Polycycnis muscifera grows as an epiphyte below 2000 meters elevation in Costa Rica, Panama, Venezuela, Colombia, Ecuador, Peru and Bolivia.

Monday, January 7, 2013

Cycnoches warscewiczii, the Swan

Cycnoches warscewiczii ABG# 03-1121
Attention fans of Peristeria elata, the Dove Orchid. Allow me to introduce you to the Swan Orchid, which is flowering now in the Orchid Display House. Notice the graceful arching neck (the column), the white body (the lip) and chartreuse wings. Okay, it's an inverted swan, but never mind--it's lovely.

Cycnoches warscewiczii is just one of 30 or so species of Cycnoches, the Swan Orchids, which grow in the American tropics. Cycnoches produce flowers that are usually either male or female. In some species the male and female flowers look so strikingly different that they were initially thought to be different species.
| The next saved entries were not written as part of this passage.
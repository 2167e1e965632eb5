//! Merit-order dispatch engine.
//!
//! Each demand point is solved on its own: units are taken in merit order and
//! each covers as much of the remaining demand as its capacity allows. No
//! choice is revisited and no state carries over between timesteps.

use std::path::Path;

use tracing::{debug, info, warn};

use super::types::{DispatchRun, MeritOrder, Shortfall, SimulatedResult, StepOutcome};
use crate::assets::catalog::load_companion_catalog;
use crate::assets::selection::cmp_known_first;
use crate::assets::unit::{ElectricRole, ProductionUnit};
use crate::error::Result;
use crate::source::demand::{DemandPoint, load_demand};

/// Dispatch engine owning a ranked fleet and the demand series to serve.
pub struct Engine {
    /// Units in merit order.
    units: Vec<ProductionUnit>,
    demand: Vec<DemandPoint>,
}

impl Engine {
    /// Creates an engine, ranking `units` by `order`.
    ///
    /// Ranking is a stable sort, so units with equal keys keep their input order.
    pub fn new(units: Vec<ProductionUnit>, demand: Vec<DemandPoint>, order: MeritOrder) -> Self {
        Self {
            units: rank(units, order),
            demand,
        }
    }

    /// Builds an engine from a demand file and the catalog stored next to it.
    ///
    /// # Errors
    ///
    /// Returns [`crate::error::Error::CatalogNotFound`] when `catalog_file` is
    /// not in the demand file's directory, or a read error for either file.
    pub fn from_demand_file(demand_path: &Path, catalog_file: &str, order: MeritOrder) -> Result<Self> {
        let units = load_companion_catalog(demand_path, catalog_file)?.records;
        let demand = load_demand(demand_path)?.records;
        info!(
            units = units.len(),
            points = demand.len(),
            "loaded dispatch inputs"
        );
        Ok(Self::new(units, demand, order))
    }

    /// Allocates one demand point across the ranked fleet.
    pub fn step(&self, point: &DemandPoint) -> StepOutcome {
        let mut results = Vec::new();
        let mut remaining = point.demand;
        let mut supplied = 0.0;
        // rounding residue left after summing the contributions
        let tolerance =
            f64::EPSILON * point.demand.abs().max(1.0) * self.units.len().max(1) as f64;

        for unit in &self.units {
            if remaining <= tolerance {
                break;
            }
            let contribution = unit.max_heat.min(remaining);
            if contribution <= 0.0 {
                continue;
            }
            results.push(contribute(point, unit, contribution));
            remaining -= contribution;
            supplied += contribution;
        }

        let unmet = point.demand - supplied;
        let shortfall = (unmet > tolerance).then(|| Shortfall {
            time: point.time,
            demand: point.demand,
            unmet,
        });

        StepOutcome { results, shortfall }
    }

    /// Dispatches every demand point in order.
    pub fn run(&self) -> DispatchRun {
        let mut run = DispatchRun::default();
        for point in &self.demand {
            let outcome = self.step(point);
            if let Some(shortfall) = outcome.shortfall {
                warn!(
                    time = %shortfall.time,
                    demand = shortfall.demand,
                    unmet = shortfall.unmet,
                    "demand exceeds fleet capacity"
                );
                run.shortfalls.push(shortfall);
            }
            run.results.extend(outcome.results);
        }
        debug!(
            results = run.results.len(),
            shortfalls = run.shortfalls.len(),
            "dispatch complete"
        );
        run
    }

    /// Units in the order they are dispatched.
    pub fn units(&self) -> &[ProductionUnit] {
        &self.units
    }

    pub fn demand(&self) -> &[DemandPoint] {
        &self.demand
    }
}

/// Dispatches `demand` over `units` in ascending production-cost order.
///
/// # Examples
///
/// ```
/// use chrono::NaiveDate;
/// use heat_optimizer::assets::ProductionUnit;
/// use heat_optimizer::sim::engine::dispatch;
/// use heat_optimizer::source::DemandPoint;
///
/// let t = NaiveDate::from_ymd_opt(2024, 1, 1).unwrap().and_hms_opt(0, 0, 0).unwrap();
/// let units = vec![
///     ProductionUnit::new("GB1", 4.0, 520.0),
///     ProductionUnit::new("HP1", 6.0, 300.0),
/// ];
/// let run = dispatch(&units, &[DemandPoint::new(t, 8.0)]);
///
/// assert_eq!(run.results[0].unit_name, "HP1");
/// assert_eq!(run.results[0].heat_produced, 6.0);
/// assert_eq!(run.results[1].unit_name, "GB1");
/// assert_eq!(run.results[1].heat_produced, 2.0);
/// ```
pub fn dispatch(units: &[ProductionUnit], demand: &[DemandPoint]) -> DispatchRun {
    Engine::new(units.to_vec(), demand.to_vec(), MeritOrder::Cost).run()
}

fn rank(mut units: Vec<ProductionUnit>, order: MeritOrder) -> Vec<ProductionUnit> {
    match order {
        MeritOrder::Cost => units.sort_by(|a, b| a.production_cost.total_cmp(&b.production_cost)),
        MeritOrder::Emissions => units.sort_by(|a, b| cmp_known_first(a.co2_emission, b.co2_emission)),
    }
    units
}

fn contribute(point: &DemandPoint, unit: &ProductionUnit, heat: f64) -> SimulatedResult {
    let load_factor = heat / unit.max_heat;
    let (electricity_produced, electricity_consumed) = match unit.electric_role() {
        ElectricRole::Producer(capacity) => (Some(capacity * load_factor), None),
        ElectricRole::Consumer(capacity) => (None, Some(capacity * load_factor)),
        ElectricRole::None => (None, None),
    };

    SimulatedResult {
        time: point.time,
        unit_name: unit.name.clone(),
        heat_produced: heat,
        cost: heat * unit.production_cost,
        co2: heat * unit.co2_or_zero(),
        electricity_produced,
        electricity_consumed,
    }
}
The female flowers of Cycnoches warscewiczii
If you love orchid fragrances, you will want to experience this one. Like so many other Euglossine bee-pollinated orchids, this one smells delicious.

Acquiring pollen involves a sort of trapeze maneuver on the part of the bee. Even so, pollination isn't on his agenda at all. His goal is to simply to collect the liquid fragrance from the flower's lip, probably for pheromone production. As the bee grasps the margins of the lip with his two pairs of front legs, he releases his grasp with his two hind legs. His abdomen swings downward and touches the tip of the column, accidentally discharging the golden pollen masses onto his back.

The bee finishes collecting the fragrance and off he goes, cologned and resplendent, in search of yet more fragrance. Does he notice his cool new bling? Probably not. Eventually he arrives at a female flower, which he unwittingly pollinates while collecting fragrance.